Our one-chart report basically listed the top channels, from the perspective of the z/OS system under study, ranked by total channel utilisation descending – as a bar chart. The raw data for this is SMF Type 73. Actually there were two refinements people had made over the decades:
- Someone acknowledged the existence of the (then-called) EMIF capability to share channels between LPARs in the same machine. So stacked on top of this partition’s busy they added other partitions’ busy.
- Someone supported FICON by using the new FICON instrumentation to derive channel utilisation. (Of course if the channel’s not FICON we still use the old calculation: with some smart copying involved.)
And that’s where we left it until I got my hands on the code…
- The first thing I did, some months ago, was to add the channel path acronym (for example “FC_S” for “FICON Switched”). This is also in SMF 73.
- The second thing was much more significant:
The “other partitions’ busy” number is all other partitions’ use of the channel, without breaking down which other partitions these are.
- The third thing was a nice “fit and finish” item: Listing which controllers were attached to which channel.
Which LPARs Share This Channel
Each z/OS image can create its own SMF 73 records. For me I’m hostage to which systems my clients send in data for. Also I have to cut down the potential LPARs in the data. I do this using the following rules:
- The channel number (in Type 73) has to match.
- For multiple Logical Channel Subsystem (LCSS) machines (System z9 and System z10) the LCSS number must match. (This can be gleaned from Type 73. Actually Type 70 as well – as each LPAR has only one LCSS.)
- The machine serial number has to match. (Machine serial number isn’t in Type 73. You have to go to the Type 70 for it.)
- (I do a “belt and braces” check that the Channel Path Acronym (in Type 73) matches.)
So that set of checks tells you which LPARs really share the channel. And so you can then stack up their utilisations to gain a better picture of the channel. It’s quite nice when you do.
One other thing: Because I don’t necessarily see all the LPARs sharing a channel I compute an “Other Busy” number and add that to the stacked bar. In fact my test data showed all the major channels were missing LPARs’ contributions.
Which Controllers Are Accessed Using This Channel
To me a channel isn’t really interesting until you know what’s attached to it. (In my current set of data my test LPAR’s data shows one group of four channels attached to five controllers and another group of eight attached to two controllers.)
Working out which controllers are attached is quite fiddly:
- Use SMF 78 Subtype 3 (I/O Queuing) records to list the Logical Control Units (LCUs) attached to this channel.
- Use some magic code we have to relate LCUs to Cache Controller IDs. Basically it does clever stuff with SMF 74-5 (Cache) and 74-1 (Device) records to tie the two together.

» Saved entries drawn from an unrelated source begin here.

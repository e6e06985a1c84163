//! Static registry of capability request kinds.
//!
//! Every [`RequestKind`] carries fixed presentation metadata and is bound, at
//! hub construction, to one [`GrantProbe`] (read the current grant state) and
//! one [`GrantAction`] (trigger the OS consent flow or review prompt). Probes
//! and actions are trait objects so hosts can plug in their platform APIs and
//! tests can script them.

use futures::future::BoxFuture;
use serde::{Deserialize, Serialize};
use std::collections::HashMap;
use std::fmt;
use std::sync::Arc;
use thiserror::Error;

/// What a producer is asking the user for
#[derive(Debug, Clone, Copy, PartialEq, Eq, Hash, PartialOrd, Ord, Serialize, Deserialize)]
#[serde(rename_all = "snake_case")]
pub enum RequestKind {
    /// Location while the app is in use
    LocationAccess,
    /// Camera capture
    CameraAccess,
    /// Photo library read access
    PhotoLibraryAccess,
    /// Address book
    ContactsAccess,
    /// Calendar events
    CalendarAccess,
    /// Reminders
    RemindersAccess,
    /// Microphone recording
    MicrophoneAccess,
    /// App Store review prompt
    AppRating,
}

impl RequestKind {
    /// Every kind, in declaration order
    pub const ALL: [Self; 8] = [
        Self::LocationAccess,
        Self::CameraAccess,
        Self::PhotoLibraryAccess,
        Self::ContactsAccess,
        Self::CalendarAccess,
        Self::RemindersAccess,
        Self::MicrophoneAccess,
        Self::AppRating,
    ];

    /// Kinds that are never probed and always start out undetermined
    #[must_use]
    pub const fn skips_probe(self) -> bool {
        matches!(self, Self::AppRating)
    }

    /// Static presentation metadata for this kind
    #[must_use]
    pub const fn metadata(self) -> &'static RequestMetadata {
        match self {
            Self::LocationAccess => &LOCATION,
            Self::CameraAccess => &CAMERA,
            Self::PhotoLibraryAccess => &PHOTO_LIBRARY,
            Self::ContactsAccess => &CONTACTS,
            Self::CalendarAccess => &CALENDAR,
            Self::RemindersAccess => &REMINDERS,
            Self::MicrophoneAccess => &MICROPHONE,
            Self::AppRating => &APP_RATING,
        }
    }
}

impl fmt::Display for RequestKind {
    fn fmt(&self, f: &mut fmt::Formatter<'_>) -> fmt::Result {
        let name = match self {
            Self::LocationAccess => "location_access",
            Self::CameraAccess => "camera_access",
            Self::PhotoLibraryAccess => "photo_library_access",
            Self::ContactsAccess => "contacts_access",
            Self::CalendarAccess => "calendar_access",
            Self::RemindersAccess => "reminders_access",
            Self::MicrophoneAccess => "microphone_access",
            Self::AppRating => "app_rating",
        };
        f.write_str(name)
    }
}

/// Copy and symbol shown when a request is presented
#[derive(Debug, Clone, Copy, PartialEq, Eq, Serialize)]
pub struct RequestMetadata {
    /// SF Symbol name
    pub symbol: &'static str,
    /// Headline
    pub title: &'static str,
    /// Explanation of why the app asks
    pub subtitle: &'static str,
    /// Primary call-to-action text
    pub cta: &'static str,
    /// Secondary (decline) button text
    pub dismiss: &'static str,
    /// Optional fine print under the buttons
    pub footer: Option<&'static str>,
}

/// Call-to-action text shown once access has been denied at the OS level
pub const SETTINGS_CTA: &str = "Allow in Settings";

const DISMISS: &str = "Dismiss";

const LOCATION: RequestMetadata = RequestMetadata {
    symbol: "location.circle",
    title: "Share Your Location",
    subtitle: "Your location lets us show nearby pickups and track your trip in real time.",
    cta: "Allow Location Access",
    dismiss: DISMISS,
    footer: Some("You can change this at any time in Settings."),
};

const CAMERA: RequestMetadata = RequestMetadata {
    symbol: "camera",
    title: "Camera Access",
    subtitle: "Scan tickets and booking codes straight from your camera.",
    cta: "Allow Camera Access",
    dismiss: DISMISS,
    footer: None,
};

const PHOTO_LIBRARY: RequestMetadata = RequestMetadata {
    symbol: "photo.on.rectangle",
    title: "Photo Library",
    subtitle: "Attach receipts and trip photos from your library.",
    cta: "Allow Photo Access",
    dismiss: DISMISS,
    footer: None,
};

const CONTACTS: RequestMetadata = RequestMetadata {
    symbol: "person.crop.circle",
    title: "Contacts",
    subtitle: "Share your trip with friends and family without typing their details.",
    cta: "Allow Contacts Access",
    dismiss: DISMISS,
    footer: None,
};

const CALENDAR: RequestMetadata = RequestMetadata {
    symbol: "calendar",
    title: "Calendar",
    subtitle: "Add upcoming trips to your calendar automatically.",
    cta: "Allow Calendar Access",
    dismiss: DISMISS,
    footer: None,
};

const REMINDERS: RequestMetadata = RequestMetadata {
    symbol: "checklist",
    title: "Reminders",
    subtitle: "Get a reminder before your ride departs.",
    cta: "Allow Reminders",
    dismiss: DISMISS,
    footer: None,
};

const MICROPHONE: RequestMetadata = RequestMetadata {
    symbol: "mic",
    title: "Microphone",
    subtitle: "Talk to your driver through in-app voice messages.",
    cta: "Allow Microphone Access",
    dismiss: DISMISS,
    footer: None,
};

const APP_RATING: RequestMetadata = RequestMetadata {
    symbol: "star.bubble",
    title: "Enjoying the App?",
    subtitle: "A quick rating helps other travellers find us.",
    cta: "Rate the App",
    dismiss: "Later",
    footer: Some("It only takes a moment."),
};

/// Current OS-level grant state of a capability
#[derive(Debug, Clone, Copy, PartialEq, Eq, Hash, Serialize, Deserialize)]
#[serde(rename_all = "snake_case")]
pub enum GrantState {
    /// Access is available
    Granted,
    /// The user refused; only the Settings app can change this
    Denied,
    /// The user has not decided yet
    Undetermined,
}

/// A probe could not determine the grant state
#[derive(Error, Debug, Clone, PartialEq, Eq)]
#[error("Probe for {kind} failed: {reason}")]
pub struct ProbeError {
    /// Kind being probed
    pub kind: RequestKind,
    /// Platform-specific description
    pub reason: String,
}

/// An action could not complete
#[derive(Error, Debug, Clone, PartialEq, Eq)]
#[error("Action for {kind} failed: {reason}")]
pub struct ActionError {
    /// Kind whose action failed
    pub kind: RequestKind,
    /// Platform-specific description
    pub reason: String,
}

/// Errors from catalog lookups and validation
#[derive(Error, Debug, Clone, PartialEq, Eq)]
pub enum CatalogError {
    /// A kind has no registered probe or action
    #[error("No {missing} registered for {kind}")]
    MissingEntry {
        /// Kind lacking an entry
        kind: RequestKind,
        /// Which half is missing ("probe" or "action")
        missing: &'static str,
    },
}

/// Reads the grant state of a capability without user-visible side effects
///
/// Uses an explicit boxed future so implementations can be stored as
/// `Arc<dyn GrantProbe>`.
pub trait GrantProbe: Send + Sync {
    /// Determine the current grant state of `kind`
    ///
    /// # Errors
    ///
    /// Returns [`ProbeError`] when the platform cannot answer.
    fn probe(&self, kind: RequestKind) -> BoxFuture<'_, Result<GrantState, ProbeError>>;
}

/// Performs the OS-level consent flow (or review prompt) for a capability
pub trait GrantAction: Send + Sync {
    /// Run the consent flow; `true` means access was obtained
    ///
    /// # Errors
    ///
    /// Returns [`ActionError`] when the flow could not run at all.
    fn perform(&self, kind: RequestKind) -> BoxFuture<'_, Result<bool, ActionError>>;
}

/// Opens the app's page in the system Settings app
pub trait SettingsOpener: Send + Sync {
    /// Deep-link into Settings
    fn open_settings(&self) -> BoxFuture<'_, ()>;
}

/// Probe and action registered for one kind
#[derive(Clone, Default)]
struct CatalogEntry {
    probe: Option<Arc<dyn GrantProbe>>,
    action: Option<Arc<dyn GrantAction>>,
}

/// Registry binding every [`RequestKind`] to its probe and action
///
/// # Example
///
/// ```ignore
/// let catalog = Catalog::new()
///     .with_probe(RequestKind::LocationAccess, location.clone())
///     .with_action(RequestKind::LocationAccess, location);
/// catalog.validate()?;
/// ```
#[derive(Clone, Default)]
pub struct Catalog {
    entries: HashMap<RequestKind, CatalogEntry>,
}

impl Catalog {
    /// Create an empty catalog
    #[must_use]
    pub fn new() -> Self {
        Self::default()
    }

    /// Register the probe for `kind`, replacing any previous one
    #[must_use]
    pub fn with_probe(mut self, kind: RequestKind, probe: Arc<dyn GrantProbe>) -> Self {
        self.entries.entry(kind).or_default().probe = Some(probe);
        self
    }

    /// Register the action for `kind`, replacing any previous one
    #[must_use]
    pub fn with_action(mut self, kind: RequestKind, action: Arc<dyn GrantAction>) -> Self {
        self.entries.entry(kind).or_default().action = Some(action);
        self
    }

    /// Register the same probe and action for every kind that needs them
    #[must_use]
    pub fn with_all(mut self, probe: &Arc<dyn GrantProbe>, action: &Arc<dyn GrantAction>) -> Self {
        for kind in RequestKind::ALL {
            if !kind.skips_probe() {
                self = self.with_probe(kind, Arc::clone(probe));
            }
            self = self.with_action(kind, Arc::clone(action));
        }
        self
    }

    /// Check that every kind has an action and every probed kind has a probe
    ///
    /// # Errors
    ///
    /// Returns [`CatalogError::MissingEntry`] for the first incomplete kind.
    pub fn validate(&self) -> Result<(), CatalogError> {
        for kind in RequestKind::ALL {
            let entry = self.entries.get(&kind);
            if !kind.skips_probe() && entry.and_then(|e| e.probe.as_ref()).is_none() {
                return Err(CatalogError::MissingEntry { kind, missing: "probe" });
            }
            if entry.and_then(|e| e.action.as_ref()).is_none() {
                return Err(CatalogError::MissingEntry { kind, missing: "action" });
            }
        }
        Ok(())
    }

    /// Probe `kind`, folding failures into [`GrantState::Undetermined`]
    ///
    /// Kinds that skip probing report `Undetermined` without calling anything.
    pub async fn grant_state(&self, kind: RequestKind) -> GrantState {
        if kind.skips_probe() {
            return GrantState::Undetermined;
        }

        let Some(probe) = self.entries.get(&kind).and_then(|e| e.probe.clone()) else {
            tracing::warn!(%kind, "No probe registered, presenting request");
            return GrantState::Undetermined;
        };

        match probe.probe(kind).await {
            Ok(state) => state,
            Err(error) => {
                tracing::warn!(%error, "Probe failed, treating as undetermined");
                GrantState::Undetermined
            },
        }
    }

    /// Run the action for `kind`, folding failures into `false`
    pub async fn perform(&self, kind: RequestKind) -> bool {
        let Some(action) = self.entries.get(&kind).and_then(|e| e.action.clone()) else {
            tracing::warn!(%kind, "No action registered, treating as denied");
            return false;
        };

        match action.perform(kind).await {
            Ok(granted) => granted,
            Err(error) => {
                tracing::warn!(%error, "Action failed, treating as denied");
                false
            },
        }
    }
}

impl fmt::Debug for Catalog {
    fn fmt(&self, f: &mut fmt::Formatter<'_>) -> fmt::Result {
        let mut kinds: Vec<_> = self.entries.keys().collect();
        kinds.sort();
        f.debug_struct("Catalog").field("kinds", &kinds).finish()
    }
}

#[cfg(test)]
mod tests {
    use super::*;
    use crate::mock::{ScriptedAction, ScriptedProbe};

    fn complete_catalog(probe: Arc<ScriptedProbe>, action: Arc<ScriptedAction>) -> Catalog {
        let probe: Arc<dyn GrantProbe> = probe;
        let action: Arc<dyn GrantAction> = action;
        Catalog::new().with_all(&probe, &action)
    }

    #[test]
    fn test_every_kind_has_metadata() {
        for kind in RequestKind::ALL {
            let metadata = kind.metadata();
            assert!(!metadata.title.is_empty(), "{kind} has no title");
            assert!(!metadata.cta.is_empty(), "{kind} has no cta");
        }
        assert_eq!(RequestKind::LocationAccess.metadata().symbol, "location.circle");
        assert_eq!(RequestKind::CameraAccess.metadata().dismiss, "Dismiss");
        assert_eq!(RequestKind::AppRating.metadata().dismiss, "Later");
    }

    #[test]
    fn test_only_app_rating_skips_probe() {
        let skipping: Vec<_> = RequestKind::ALL
            .into_iter()
            .filter(|k| k.skips_probe())
            .collect();
        assert_eq!(skipping, vec![RequestKind::AppRating]);
    }

    #[test]
    fn test_validate_reports_missing_probe() {
        let action: Arc<dyn GrantAction> = Arc::new(ScriptedAction::succeeding());
        let catalog = Catalog::new().with_action(RequestKind::CameraAccess, action);

        assert_eq!(
            catalog.validate(),
            Err(CatalogError::MissingEntry {
                kind: RequestKind::LocationAccess,
                missing: "probe",
            })
        );
    }

    #[test]
    fn test_validate_accepts_app_rating_without_probe() {
        let catalog = complete_catalog(
            Arc::new(ScriptedProbe::always(GrantState::Granted)),
            Arc::new(ScriptedAction::succeeding()),
        );
        assert_eq!(catalog.validate(), Ok(()));
    }

    #[test]
    fn test_validate_reports_missing_action() {
        let probe: Arc<dyn GrantProbe> = Arc::new(ScriptedProbe::always(GrantState::Granted));
        let mut catalog = Catalog::new();
        for kind in RequestKind::ALL {
            catalog = catalog.with_probe(kind, Arc::clone(&probe));
        }

        assert_eq!(
            catalog.validate().map_err(|e| e.to_string()),
            Err("No action registered for location_access".to_string())
        );
    }

    #[tokio::test]
    async fn test_probe_error_is_undetermined() {
        let probe = Arc::new(ScriptedProbe::failing());
        let catalog = complete_catalog(Arc::clone(&probe), Arc::new(ScriptedAction::succeeding()));

        let state = catalog.grant_state(RequestKind::CameraAccess).await;
        assert_eq!(state, GrantState::Undetermined);
        assert_eq!(probe.calls(), 1);
    }

    #[tokio::test]
    async fn test_app_rating_is_never_probed() {
        let probe = Arc::new(ScriptedProbe::always(GrantState::Granted));
        let catalog = complete_catalog(Arc::clone(&probe), Arc::new(ScriptedAction::succeeding()));

        let state = catalog.grant_state(RequestKind::AppRating).await;
        assert_eq!(state, GrantState::Undetermined);
        assert_eq!(probe.calls(), 0);
    }

    #[tokio::test]
    async fn test_action_error_is_denial() {
        let catalog = complete_catalog(
            Arc::new(ScriptedProbe::always(GrantState::Denied)),
            Arc::new(ScriptedAction::failing()),
        );

        assert!(!catalog.perform(RequestKind::MicrophoneAccess).await);
    }
}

I made a design decision not to annotate the graph with LCU names as there are usually many in a Cache Controller. It would be very cluttered if I had. (I do have another report that lists them and the channels attached to them.) Instead I list the Cache Controller IDs. You can probably relate to Controller IDs. If we’ve done our homework (and as we use your cache controller serial numbers we generally have) you’ll recognise the IDs.
So, if you’re one of my customers and I throw up a chart that shows channels and systems sharing them and the controllers attached it may look serene and slick. But believe me, there’s a lot of furious paddling that’s gone on under the surface. 🙂
But I tell you all this in case you’re wondering about how to improve your channel reporting. And I still think there’s more I can do in this area – particularly with the (more exotic) SMF 74-7 record, which brings FICON Director topology into play. And everything I’ve said above applies equally to whichever tools you use to crunch RMF SMF, I’m quite sure.